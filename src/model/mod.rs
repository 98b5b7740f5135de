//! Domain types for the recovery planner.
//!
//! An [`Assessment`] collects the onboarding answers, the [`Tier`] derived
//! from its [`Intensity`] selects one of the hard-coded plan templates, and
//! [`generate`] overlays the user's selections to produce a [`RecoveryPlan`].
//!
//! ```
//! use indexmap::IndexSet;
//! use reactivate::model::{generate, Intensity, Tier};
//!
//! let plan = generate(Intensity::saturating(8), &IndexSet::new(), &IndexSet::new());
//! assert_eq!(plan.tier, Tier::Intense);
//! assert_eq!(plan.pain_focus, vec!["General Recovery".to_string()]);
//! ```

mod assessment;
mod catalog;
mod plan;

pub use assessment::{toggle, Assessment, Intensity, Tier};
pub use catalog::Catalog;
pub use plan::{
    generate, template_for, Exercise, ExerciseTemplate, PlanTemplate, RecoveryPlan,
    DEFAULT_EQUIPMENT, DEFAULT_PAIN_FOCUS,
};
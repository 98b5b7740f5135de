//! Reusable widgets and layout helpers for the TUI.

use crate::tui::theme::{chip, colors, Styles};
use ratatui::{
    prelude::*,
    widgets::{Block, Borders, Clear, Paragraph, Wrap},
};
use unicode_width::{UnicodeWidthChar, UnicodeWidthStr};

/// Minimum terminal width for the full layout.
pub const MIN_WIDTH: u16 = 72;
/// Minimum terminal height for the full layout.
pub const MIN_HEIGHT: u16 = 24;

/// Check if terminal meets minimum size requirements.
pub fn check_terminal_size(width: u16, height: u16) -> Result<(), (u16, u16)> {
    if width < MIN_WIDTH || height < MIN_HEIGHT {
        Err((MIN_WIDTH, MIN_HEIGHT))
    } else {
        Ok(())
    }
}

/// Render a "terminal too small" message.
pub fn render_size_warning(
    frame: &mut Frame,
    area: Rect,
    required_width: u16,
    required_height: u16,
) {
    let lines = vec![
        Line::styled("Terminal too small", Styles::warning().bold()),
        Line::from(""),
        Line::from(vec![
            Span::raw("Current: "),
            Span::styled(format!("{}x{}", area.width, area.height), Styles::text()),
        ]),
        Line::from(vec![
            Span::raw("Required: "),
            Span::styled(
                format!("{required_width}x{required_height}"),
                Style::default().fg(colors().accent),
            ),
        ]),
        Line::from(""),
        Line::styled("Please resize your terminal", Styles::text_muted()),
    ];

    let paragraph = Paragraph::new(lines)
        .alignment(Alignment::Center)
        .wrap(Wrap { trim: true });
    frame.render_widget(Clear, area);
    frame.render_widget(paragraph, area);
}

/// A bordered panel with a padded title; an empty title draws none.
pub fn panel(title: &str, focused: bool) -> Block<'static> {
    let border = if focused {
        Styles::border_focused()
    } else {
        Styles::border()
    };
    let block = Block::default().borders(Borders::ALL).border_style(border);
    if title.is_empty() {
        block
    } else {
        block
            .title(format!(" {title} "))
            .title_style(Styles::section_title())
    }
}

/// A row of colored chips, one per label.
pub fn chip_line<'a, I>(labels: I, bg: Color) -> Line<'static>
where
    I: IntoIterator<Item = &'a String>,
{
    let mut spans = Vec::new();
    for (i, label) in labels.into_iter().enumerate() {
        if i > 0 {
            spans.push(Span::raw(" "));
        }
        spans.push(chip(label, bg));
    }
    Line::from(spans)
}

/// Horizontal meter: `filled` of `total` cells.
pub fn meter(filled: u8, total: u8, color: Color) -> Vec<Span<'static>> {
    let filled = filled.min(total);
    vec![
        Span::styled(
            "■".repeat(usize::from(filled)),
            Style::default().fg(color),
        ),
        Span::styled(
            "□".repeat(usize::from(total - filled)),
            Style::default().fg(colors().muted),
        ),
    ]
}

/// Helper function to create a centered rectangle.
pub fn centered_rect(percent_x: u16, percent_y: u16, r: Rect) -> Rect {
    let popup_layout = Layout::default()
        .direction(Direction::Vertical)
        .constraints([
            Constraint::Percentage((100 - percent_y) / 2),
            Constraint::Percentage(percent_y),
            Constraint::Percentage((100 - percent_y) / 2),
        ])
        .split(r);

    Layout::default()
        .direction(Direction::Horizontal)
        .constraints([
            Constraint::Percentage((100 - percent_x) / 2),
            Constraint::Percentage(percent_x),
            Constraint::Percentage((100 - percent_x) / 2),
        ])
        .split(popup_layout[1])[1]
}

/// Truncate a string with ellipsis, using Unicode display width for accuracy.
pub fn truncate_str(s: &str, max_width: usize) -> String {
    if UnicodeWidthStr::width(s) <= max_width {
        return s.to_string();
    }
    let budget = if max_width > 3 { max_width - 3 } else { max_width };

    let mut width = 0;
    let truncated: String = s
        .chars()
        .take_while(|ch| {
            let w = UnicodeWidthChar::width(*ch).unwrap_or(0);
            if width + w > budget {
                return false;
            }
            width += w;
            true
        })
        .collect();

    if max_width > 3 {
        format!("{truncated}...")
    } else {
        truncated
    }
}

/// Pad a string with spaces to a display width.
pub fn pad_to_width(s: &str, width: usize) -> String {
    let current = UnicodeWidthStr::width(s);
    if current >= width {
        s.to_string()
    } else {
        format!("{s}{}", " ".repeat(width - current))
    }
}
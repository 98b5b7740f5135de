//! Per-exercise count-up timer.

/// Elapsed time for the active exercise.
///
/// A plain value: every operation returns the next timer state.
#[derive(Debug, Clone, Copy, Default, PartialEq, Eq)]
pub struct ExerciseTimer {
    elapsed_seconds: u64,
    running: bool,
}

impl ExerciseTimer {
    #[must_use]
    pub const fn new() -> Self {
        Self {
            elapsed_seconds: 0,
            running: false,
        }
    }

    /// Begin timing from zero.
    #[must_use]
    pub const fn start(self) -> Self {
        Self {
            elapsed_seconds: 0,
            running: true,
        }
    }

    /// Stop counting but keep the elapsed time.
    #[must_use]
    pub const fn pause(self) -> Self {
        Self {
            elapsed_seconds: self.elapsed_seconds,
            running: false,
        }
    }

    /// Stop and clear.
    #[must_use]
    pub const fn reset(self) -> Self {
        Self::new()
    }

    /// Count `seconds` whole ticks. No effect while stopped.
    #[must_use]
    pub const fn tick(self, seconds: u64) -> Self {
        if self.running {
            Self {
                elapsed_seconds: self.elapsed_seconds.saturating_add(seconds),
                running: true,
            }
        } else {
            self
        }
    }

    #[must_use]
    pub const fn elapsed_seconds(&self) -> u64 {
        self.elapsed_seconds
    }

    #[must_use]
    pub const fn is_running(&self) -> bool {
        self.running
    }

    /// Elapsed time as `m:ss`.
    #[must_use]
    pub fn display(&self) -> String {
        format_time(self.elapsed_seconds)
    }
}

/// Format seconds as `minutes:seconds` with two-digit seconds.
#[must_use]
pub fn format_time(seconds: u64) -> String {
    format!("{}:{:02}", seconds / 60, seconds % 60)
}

════

● **Your objective**
Taking the material above, extract exactly and only the lines from the line with "width for accuracy." to the line with "#[derive(Debug, Clone, Copy, Default, PartialEq, Eq)]", inclusive of both.

● **Response to the task**
/// Truncate a string with ellipsis, using Unicode display width for accuracy.
pub fn truncate_str(s: &str, max_width: usize) -> String {
    if UnicodeWidthStr::width(s) <= max_width {
        return s.to_string();
    }
    let budget = if max_width > 3 { max_width - 3 } else { max_width };

    let mut width = 0;
    let truncated: String = s
        .chars()
        .take_while(|ch| {
            let w = UnicodeWidthChar::width(*ch).unwrap_or(0);
            if width + w > budget {
                return false;
            }
            width += w;
            true
        })
        .collect();

    if max_width > 3 {
        format!("{truncated}...")
    } else {
        truncated
    }
}

/// Pad a string with spaces to a display width.
pub fn pad_to_width(s: &str, width: usize) -> String {
    let current = UnicodeWidthStr::width(s);
    if current >= width {
        s.to_string()
    } else {
        format!("{s}{}", " ".repeat(width - current))
    }
}
repository 98b5b7740f5135de
//! Per-exercise count-up timer.

/// Elapsed time for the active exercise.
///
/// A plain value: every operation returns the next timer state.
#[derive(Debug, Clone, Copy, Default, PartialEq, Eq)]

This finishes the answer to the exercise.